How many lines of these entries hold the string "tokio"? Answer with the number alone.

[Stored data]

####

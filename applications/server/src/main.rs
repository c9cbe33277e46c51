/// MusicApp Server - music catalog REST API
use anyhow::Context;
use chrono::NaiveDate;
use clap::{Parser, Subcommand};
use musicapp_core::{Gender, RegisterUser, StorageContext, DEFAULT_ROLE};
use musicapp_server::{
    build_router,
    config::ServerConfig,
    services::{accounts, AuthService},
    state::AppState,
};
use musicapp_storage::{roles, Database};
use std::{net::SocketAddr, path::PathBuf, sync::Arc};
use tracing_subscriber::{layer::SubscriberExt, util::SubscriberInitExt};

#[derive(Parser)]
#[command(name = "musicapp-server")]
#[command(about = "MusicApp catalog server", long_about = None)]
struct Cli {
    /// Configuration file path
    #[arg(short, long, global = true, env = "MUSICAPP_CONFIG")]
    config: Option<PathBuf>,

    #[command(subcommand)]
    command: Commands,
}

#[derive(Subcommand)]
enum Commands {
    /// Start the HTTP server
    Serve,
    /// Create a new user, e.g. to bootstrap an admin
    AddUser {
        /// Display name
        #[arg(short, long)]
        name: String,
        /// Login email
        #[arg(short, long)]
        email: String,
        /// Password
        #[arg(short, long)]
        password: String,
        /// Extra role to grant besides the default one
        #[arg(short, long)]
        role: Option<String>,
        /// Date of birth (YYYY-MM-DD)
        #[arg(long, default_value = "1970-01-01")]
        date_of_birth: NaiveDate,
        /// Gender (homme or femme)
        #[arg(long, default_value = "homme")]
        gender: String,
    },
    /// List all users
    ListUsers,
}

#[tokio::main]
async fn main() -> anyhow::Result<()> {
    // Initialize tracing
    tracing_subscriber::registry()
        .with(
            tracing_subscriber::EnvFilter::try_from_default_env()
                .unwrap_or_else(|_| "musicapp_server=info,tower_http=info".into()),
        )
        .with(tracing_subscriber::fmt::layer())
        .init();

    let cli = Cli::parse();
    let config = ServerConfig::load(cli.config.as_deref())?;

    match cli.command {
        Commands::Serve => {
            serve(config).await?;
        }
        Commands::AddUser {
            name,
            email,
            password,
            role,
            date_of_birth,
            gender,
        } => {
            let gender: Gender = gender
                .parse()
                .map_err(|e: String| anyhow::anyhow!(e))?;
            let input = RegisterUser {
                name,
                email,
                password_confirmation: password.clone(),
                password,
                date_of_birth,
                gender,
                phone: None,
            };
            add_user(&config, input, role.as_deref()).await?;
        }
        Commands::ListUsers => {
            list_users(&config).await?;
        }
    }

    Ok(())
}

async fn open_database(config: &ServerConfig) -> anyhow::Result<Database> {
    let db = Database::connect(&config.storage.database_url)
        .await
        .with_context(|| format!("opening {}", config.storage.database_url))?;
    Ok(db)
}

async fn serve(config: ServerConfig) -> anyhow::Result<()> {
    config.validate()?;

    tracing::info!("Starting MusicApp Server");
    tracing::info!("Host: {}", config.server.host);
    tracing::info!("Port: {}", config.server.port);

    // Initialize database
    let db = open_database(&config).await?;
    // Registration assigns the default role, so it must exist before serving
    roles::ensure_exists(db.pool(), DEFAULT_ROLE).await?;
    let db = Arc::new(db);
    tracing::info!("Database connected");

    // Initialize auth service
    let auth_service = Arc::new(AuthService::new(
        config.auth.jwt_secret.clone(),
        config.auth.jwt_expiration_hours,
        config.auth.bcrypt_cost,
    ));
    tracing::info!("Auth service initialized");

    // Build application state
    let app_state = AppState::new(db, auth_service, config.catalog.max_per_page);

    // Build router
    let app = build_router(app_state);

    // Create server address
    let addr = SocketAddr::from((
        config.server.host.parse::<std::net::IpAddr>()?,
        config.server.port,
    ));

    tracing::info!("Server listening on {}", addr);

    // Start server
    let listener = tokio::net::TcpListener::bind(addr).await?;
    axum::serve(listener, app).await?;

    Ok(())
}

async fn add_user(
    config: &ServerConfig,
    input: RegisterUser,
    extra_role: Option<&str>,
) -> anyhow::Result<()> {
    let db = open_database(config).await?;
    let auth_service = AuthService::new(
        config.auth.jwt_secret.clone(),
        config.auth.jwt_expiration_hours,
        config.auth.bcrypt_cost,
    );

    let user = accounts::create_user(&db, &auth_service, &input, extra_role).await?;
    println!(
        "Created user {} <{}> [{}]",
        user.user.id,
        user.user.email,
        user.role_names().join(",")
    );

    Ok(())
}

async fn list_users(config: &ServerConfig) -> anyhow::Result<()> {
    let db = open_database(config).await?;

    let users = db.get_all_users().await?;

    println!("Users:");
    for user in users {
        let roles = db
            .get_user_with_roles(user.id)
            .await?
            .map(|u| u.role_names().join(","))
            .unwrap_or_default();
        println!("  {} - {} <{}> [{}]", user.id, user.name, user.email, roles);
    }

    Ok(())
}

####

Result for this task –
2